* Material provided

● ● ● ●

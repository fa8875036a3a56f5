use serde::{Deserialize, Serialize};

/// Lifecycle of a payment request. Transitions are monotonic; a terminal
/// record never moves again.
#[derive(Debug, Clone, Copy, PartialEq, Eq, Serialize, Deserialize)]
#[serde(rename_all = "snake_case")]
pub enum RequestStatus {
    Pending,
    Submitted,
    Succeeded,
    Failed,
}

impl RequestStatus {
    pub fn as_db_status(&self) -> &'static str {
        match self {
            RequestStatus::Pending => "pending",
            RequestStatus::Submitted => "submitted",
            RequestStatus::Succeeded => "succeeded",
            RequestStatus::Failed => "failed",
        }
    }

    pub fn from_db_status(status: &str) -> Option<Self> {
        match status {
            "pending" => Some(RequestStatus::Pending),
            "submitted" => Some(RequestStatus::Submitted),
            "succeeded" => Some(RequestStatus::Succeeded),
            "failed" => Some(RequestStatus::Failed),
            _ => None,
        }
    }

    pub fn valid_transitions(&self) -> Vec<RequestStatus> {
        match self {
            // Pending can fail directly: cancellation, permanent provider
            // rejection, or the retry ceiling.
            RequestStatus::Pending => vec![RequestStatus::Submitted, RequestStatus::Failed],
            RequestStatus::Submitted => vec![RequestStatus::Succeeded, RequestStatus::Failed],
            RequestStatus::Succeeded | RequestStatus::Failed => vec![],
        }
    }

    pub fn can_transition_to(&self, next: RequestStatus) -> bool {
        self.valid_transitions().contains(&next)
    }

    pub fn is_terminal(&self) -> bool {
        matches!(self, RequestStatus::Succeeded | RequestStatus::Failed)
    }
}

impl std::fmt::Display for RequestStatus {
    fn fmt(&self, f: &mut std::fmt::Formatter<'_>) -> std::fmt::Result {
        write!(f, "{}", self.as_db_status())
    }
}

#[cfg(test)]
mod tests {
    use super::*;

    #[test]
    fn pending_can_submit_or_fail() {
        assert!(RequestStatus::Pending.can_transition_to(RequestStatus::Submitted));
        assert!(RequestStatus::Pending.can_transition_to(RequestStatus::Failed));
        assert!(!RequestStatus::Pending.can_transition_to(RequestStatus::Succeeded));
    }

    #[test]
    fn submitted_resolves_to_either_terminal() {
        assert!(RequestStatus::Submitted.can_transition_to(RequestStatus::Succeeded));
        assert!(RequestStatus::Submitted.can_transition_to(RequestStatus::Failed));
        assert!(!RequestStatus::Submitted.can_transition_to(RequestStatus::Pending));
    }

    #[test]
    fn terminal_states_have_no_exits() {
        assert!(RequestStatus::Succeeded.valid_transitions().is_empty());
        assert!(RequestStatus::Failed.valid_transitions().is_empty());
        assert!(RequestStatus::Succeeded.is_terminal());
        assert!(RequestStatus::Failed.is_terminal());
        assert!(!RequestStatus::Pending.is_terminal());
        assert!(!RequestStatus::Submitted.is_terminal());
    }

    #[test]
    fn db_status_round_trips() {
        for status in [
            RequestStatus::Pending,
            RequestStatus::Submitted,
            RequestStatus::Succeeded,
            RequestStatus::Failed,
        ] {
            assert_eq!(
                RequestStatus::from_db_status(status.as_db_status()),
                Some(status)
            );
        }
        assert_eq!(RequestStatus::from_db_status("unknown"), None);
    }
}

● ● ● ●

* About this exercise
Tally the lines above that include "Some"; give only the tally.

* Task result
5